▶ Try it: Below is some data. Retype exactly the lines starting at the one with "fn members(input: &mut" and ending at the one with "When the union".

▬▬▬▬▬▬▬▬▬▬

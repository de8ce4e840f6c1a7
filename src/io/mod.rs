//! Persistence of the build context between tool invocations

pub mod context;
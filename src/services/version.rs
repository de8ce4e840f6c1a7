//! Version resolution from git metadata

use crate::models::{ResolvedVersion, VersionOrigin};
use log::debug;
use std::ffi::OsString;
use std::path::PathBuf;
use std::process::{Command, Stdio};

/// Version reported when git cannot describe the checkout.
pub const FALLBACK_VERSION: &str = "dev";

/// Arguments passed to the revision-control tool: exact tag, else
/// tag-plus-distance, else abbreviated commit hash.
pub const DESCRIBE_ARGS: [&str; 3] = ["describe", "--tags", "--always"];

/// Runs `git describe` against a checkout and normalizes the result.
#[derive(Debug, Clone)]
pub struct VersionResolver {
    program: OsString,
    repo_dir: Option<PathBuf>,
}

impl Default for VersionResolver {
    fn default() -> Self {
        Self::new()
    }
}

impl VersionResolver {
    /// Resolver using `git` from `PATH` in the current directory.
    #[must_use]
    pub fn new() -> Self {
        Self {
            program: OsString::from("git"),
            repo_dir: None,
        }
    }

    /// Use a different revision-control executable.
    #[must_use]
    pub fn with_program(mut self, program: impl Into<OsString>) -> Self {
        self.program = program.into();
        self
    }

    /// Describe the checkout rooted at `dir` instead of the current directory.
    #[must_use]
    pub fn in_dir(mut self, dir: impl Into<PathBuf>) -> Self {
        self.repo_dir = Some(dir.into());
        self
    }

    /// Resolve the version. Never fails: any problem yields [`FALLBACK_VERSION`].
    #[must_use]
    pub fn resolve(&self) -> ResolvedVersion {
        match self.describe() {
            Ok(value) => ResolvedVersion {
                value,
                origin: VersionOrigin::Git,
            },
            Err(reason) => {
                debug!("git describe unavailable ({reason}), using '{FALLBACK_VERSION}'");
                ResolvedVersion {
                    value: FALLBACK_VERSION.to_string(),
                    origin: VersionOrigin::Fallback { reason },
                }
            }
        }
    }

    fn describe(&self) -> Result<String, String> {
        let mut command = Command::new(&self.program);
        command
            .args(DESCRIBE_ARGS)
            .stdin(Stdio::null())
            .stderr(Stdio::null());
        if let Some(dir) = &self.repo_dir {
            command.current_dir(dir);
        }

        let output = command
            .output()
            .map_err(|e| format!("failed to run {}: {e}", self.program.to_string_lossy()))?;

        if !output.status.success() {
            return Err(format!("describe exited with {}", output.status));
        }

        let stdout = String::from_utf8(output.stdout)
            .map_err(|_| "describe output is not valid UTF-8".to_string())?;

        normalize_version(&stdout).ok_or_else(|| "describe output is empty".to_string())
    }
}

/// Trim describe output and strip a single leading `v` (`v1.4.3` -> `1.4.3`).
///
/// Returns `None` when nothing is left.
#[must_use]
pub fn normalize_version(raw: &str) -> Option<String> {
    let trimmed = raw.trim();
    let stripped = trimmed.strip_prefix('v').unwrap_or(trimmed);
    if stripped.is_empty() {
        None
    } else {
        Some(stripped.to_string())
    }
}
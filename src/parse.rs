use std::str::FromStr;

use winnow::{
    Parser,
    ascii::{dec_int, multispace0, multispace1},
    combinator::{delimited, separated},
};

use crate::{error::SetError, int_set::IntSet};

/// Reads the text written by [`IntSet::dump`]. Any whitespace separates
/// members.
impl<const N: usize> FromStr for IntSet<N> {
    type Err = SetError;

    fn from_str(s: &str) -> Result<Self, Self::Err> {
        let values = members
            .parse(s)
            .map_err(|e| SetError::Parse(e.to_string()))?;
        Self::try_from(values.as_slice())
    }
}

fn members(input: &mut &str) -> winnow::Result<Vec<i32>> {
    delimited(
        multispace0,
        separated(0.., dec_int::<_, i32, _>, multispace1),
        multispace0,
    )
    .parse_next(input)
}
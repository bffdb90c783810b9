use anyhow::{Context, Result};
use rand::SeedableRng;
use rand_xoshiro::Xoshiro128Plus;
use serde::Serialize;
use wasm_bindgen::prelude::*;

mod error;
mod int_set;
mod parse;
mod sample;
mod serialize;

pub use error::SetError;
pub use int_set::{IntSet, MAX_SIZE, equal};

#[wasm_bindgen(start)]
pub fn init_panic_hook() {
    console_error_panic_hook::set_once();
    #[cfg(target_arch = "wasm32")]
    console_log::init_with_level(log::Level::Info).expect("Couldn't initialize logger");
}

#[derive(Debug, Serialize)]
#[serde(rename_all = "camelCase")]
pub struct AlgebraReport {
    pub union: IntSet,
    pub intersection: IntSet,
    pub left_difference: IntSet,
    pub right_difference: IntSet,
    pub equal: bool,
    pub left_is_subset: bool,
    pub right_is_subset: bool,
}

/// Every binary operation of `left` against `right`.
///
/// # Errors
/// When the union does not fit in [`MAX_SIZE`] members.
pub fn algebra_report(left: &IntSet, right: &IntSet) -> Result<AlgebraReport> {
    let union = left
        .try_union_with(right)
        .with_context(|| format!("Union of [{left}] and [{right}]"))?;
    Ok(AlgebraReport {
        union,
        intersection: left.intersect(right),
        left_difference: left.subtract(right),
        right_difference: right.subtract(left),
        equal: equal(left, right),
        left_is_subset: left.is_subset_of(right),
        right_is_subset: right.is_subset_of(left),
    })
}

#[wasm_bindgen]
#[allow(clippy::missing_errors_doc, clippy::needless_pass_by_value)]
pub fn set_algebra(left: JsValue, right: JsValue) -> Result<JsValue, JsValue> {
    let left: IntSet = serde_wasm_bindgen::from_value(left)
        .map_err(|e| JsValue::from_str(&format!("Failed to deserialize left set: {e}")))?;
    let right: IntSet = serde_wasm_bindgen::from_value(right)
        .map_err(|e| JsValue::from_str(&format!("Failed to deserialize right set: {e}")))?;

    let report = algebra_report(&left, &right)
        .map_err(|e| JsValue::from_str(&format!("Set algebra failed: {e:#}")))?;

    serde_wasm_bindgen::to_value(&report)
        .map_err(|e| JsValue::from_str(&format!("Failed to serialize result: {e}")))
}

#[wasm_bindgen]
#[allow(clippy::missing_errors_doc)]
pub fn random_set(count: usize, low: i32, high: i32) -> Result<JsValue, JsValue> {
    let mut seed = [0u8; 16];
    getrandom::fill(&mut seed).map_err(|e| JsValue::from_str(&format!("RNG seed failed: {e}")))?;
    let mut rng = Xoshiro128Plus::from_seed(seed);

    let set: IntSet = sample::random_set(count, low, high, &mut rng)
        .map_err(|e| JsValue::from_str(&format!("Sampling failed: {e}")))?;

    serde_wasm_bindgen::to_value(&set)
        .map_err(|e| JsValue::from_str(&format!("Failed to serialize result: {e}")))
}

▬▬▬▬▬▬▬▬▬▬

▶ Reply to the exercise:
fn members(input: &mut &str) -> winnow::Result<Vec<i32>> {
    delimited(
        multispace0,
        separated(0.., dec_int::<_, i32, _>, multispace1),
        multispace0,
    )
    .parse_next(input)
}
repository bffdb90c783810b9
use anyhow::{Context, Result};
use rand::SeedableRng;
use rand_xoshiro::Xoshiro128Plus;
use serde::Serialize;
use wasm_bindgen::prelude::*;

mod error;
mod int_set;
mod parse;
mod sample;
mod serialize;

pub use error::SetError;
pub use int_set::{IntSet, MAX_SIZE, equal};

#[wasm_bindgen(start)]
pub fn init_panic_hook() {
    console_error_panic_hook::set_once();
    #[cfg(target_arch = "wasm32")]
    console_log::init_with_level(log::Level::Info).expect("Couldn't initialize logger");
}

#[derive(Debug, Serialize)]
#[serde(rename_all = "camelCase")]
pub struct AlgebraReport {
    pub union: IntSet,
    pub intersection: IntSet,
    pub left_difference: IntSet,
    pub right_difference: IntSet,
    pub equal: bool,
    pub left_is_subset: bool,
    pub right_is_subset: bool,
}

/// Every binary operation of `left` against `right`.
///
/// # Errors
/// When the union does not fit in [`MAX_SIZE`] members.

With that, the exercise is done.